Сегодня вечером истекал срок возврата долга, который Дадли установил себе сам. Две недели — вполне достаточно, чтобы собрать такую большую сумму. Барон не должен быть уж слишком сильно удивлен, а значит — лишних разговоров не будет.

Дадли задумчиво прищурился. Что если случится так, что по дороге на него нападут представители лондонского «дна»? Сундучок с деньгами ордена пропадет пропадом, монах погибнет, а долг… Ну, на крайний случай есть еще друзья-банкиры, повязанные с ним общей тайной.

* * *

— Извозчика?

— Нет, Джон. Здесь недалеко. Пройдемся…

Монах промолчал. Хотя «недалеко» включало в себя порядочное расстояние, чуть ли не в треть Лондона, уже стемнело, и, вдобавок ко всему, сгущался туман. А довольно тяжелый сундучок нести предстояло именно ему. Но, видимо, было прямое указание с Дадли по мелочам не спорить, и поэтому брат Джакомо согласно кивнул.
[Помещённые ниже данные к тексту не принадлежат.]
//! Migration: Create ratings table.

use sea_orm_migration::prelude::*;

use super::m20240101_000001_create_users_table::Users;
use super::m20240101_000002_create_stores_table::Stores;

#[derive(DeriveMigrationName)]
pub struct Migration;

#[async_trait::async_trait]
impl MigrationTrait for Migration {
    async fn up(&self, manager: &SchemaManager) -> Result<(), DbErr> {
        manager
            .create_table(
                Table::create()
                    .table(Ratings::Table)
                    .if_not_exists()
                    .col(ColumnDef::new(Ratings::Id).uuid().not_null().primary_key())
                    .col(ColumnDef::new(Ratings::UserId).uuid().not_null())
                    .col(ColumnDef::new(Ratings::StoreId).uuid().not_null())
                    .col(
                        ColumnDef::new(Ratings::Rating)
                            .integer()
                            .not_null()
                            .check(Expr::cust("rating BETWEEN 1 AND 5")),
                    )
                    .col(
                        ColumnDef::new(Ratings::CreatedAt)
                            .timestamp_with_time_zone()
                            .not_null()
                            .default(Expr::current_timestamp()),
                    )
                    .col(
                        ColumnDef::new(Ratings::UpdatedAt)
                            .timestamp_with_time_zone()
                            .not_null()
                            .default(Expr::current_timestamp()),
                    )
                    .foreign_key(
                        ForeignKey::create()
                            .name("fk_ratings_user_id")
                            .from(Ratings::Table, Ratings::UserId)
                            .to(Users::Table, Users::Id)
                            .on_delete(ForeignKeyAction::Cascade),
                    )
                    .foreign_key(
                        ForeignKey::create()
                            .name("fk_ratings_store_id")
                            .from(Ratings::Table, Ratings::StoreId)
                            .to(Stores::Table, Stores::Id)
                            .on_delete(ForeignKeyAction::Cascade),
                    )
                    .to_owned(),
            )
            .await?;

        // Backs ON CONFLICT (user_id, store_id) in the rating insert
        manager
            .create_index(
                Index::create()
                    .name("uq_ratings_user_store")
                    .table(Ratings::Table)
                    .col(Ratings::UserId)
                    .col(Ratings::StoreId)
                    .unique()
                    .to_owned(),
            )
            .await?;

        manager
            .create_index(
                Index::create()
                    .name("idx_ratings_store_id")
                    .table(Ratings::Table)
                    .col(Ratings::StoreId)
                    .to_owned(),
            )
            .await
    }

    async fn down(&self, manager: &SchemaManager) -> Result<(), DbErr> {
        manager
            .drop_table(Table::drop().table(Ratings::Table).to_owned())
            .await
    }
}

#[derive(Iden)]
enum Ratings {
    Table,
    Id,
    UserId,
    StoreId,
    Rating,
    CreatedAt,
    UpdatedAt,
}
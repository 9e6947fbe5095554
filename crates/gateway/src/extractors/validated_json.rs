//! Validated JSON extractor.

use axum::{
    async_trait,
    extract::{rejection::JsonRejection, FromRequest, Request},
    Json,
};
use serde::de::DeserializeOwned;
use validator::{Validate, ValidationErrors};

use common::AppError;

use super::AppJson;

/// JSON body that has been deserialized and passed its `validator` rules.
///
/// Malformed bodies and rule violations both surface as
/// `AppError::Validation`, so clients see one 400 shape for bad input.
pub struct ValidatedJson<T>(pub T);

#[async_trait]
impl<S, T> FromRequest<S> for ValidatedJson<T>
where
    S: Send + Sync,
    T: DeserializeOwned + Validate,
    Json<T>: FromRequest<S, Rejection = JsonRejection>,
{
    type Rejection = AppError;

    async fn from_request(req: Request, state: &S) -> Result<Self, Self::Rejection> {
        let AppJson(value) = AppJson::<T>::from_request(req, state).await?;

        value
            .validate()
            .map_err(|e| AppError::validation(first_message(&e)))?;

        Ok(ValidatedJson(value))
    }
}

/// Message of the first failing rule, fields taken in name order.
fn first_message(errors: &ValidationErrors) -> String {
    let field_errors = errors.field_errors();
    let mut fields: Vec<_> = field_errors.keys().collect();
    fields.sort();

    fields
        .into_iter()
        .filter_map(|field| field_errors.get(field))
        .flat_map(|errors| errors.iter())
        .find_map(|error| error.message.as_ref())
        .map(|msg| msg.to_string())
        .unwrap_or_else(|| "Validation failed".to_string())
}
Узкие, кривые улочки, которыми они шли, так же напоминали фасады дворцов на Стрэнде, как сношенная домашняя туфля — сапог для верховой езды. Вроде бы на одну ногу, и форма похожа, а все же совсем разные вещи.

Домики здесь были все больше одноэтажные, редко с надстроенными чердаками. Лавочки, чьи двери выходили в проулок, имели неяркие, грубо намалеванные вывески, либо вовсе обходились без них, предполагалось, что если ты живешь поблизости, то и так знаешь, где табачный магазинчик, а где ссудная касса. А чужие здесь не ходят.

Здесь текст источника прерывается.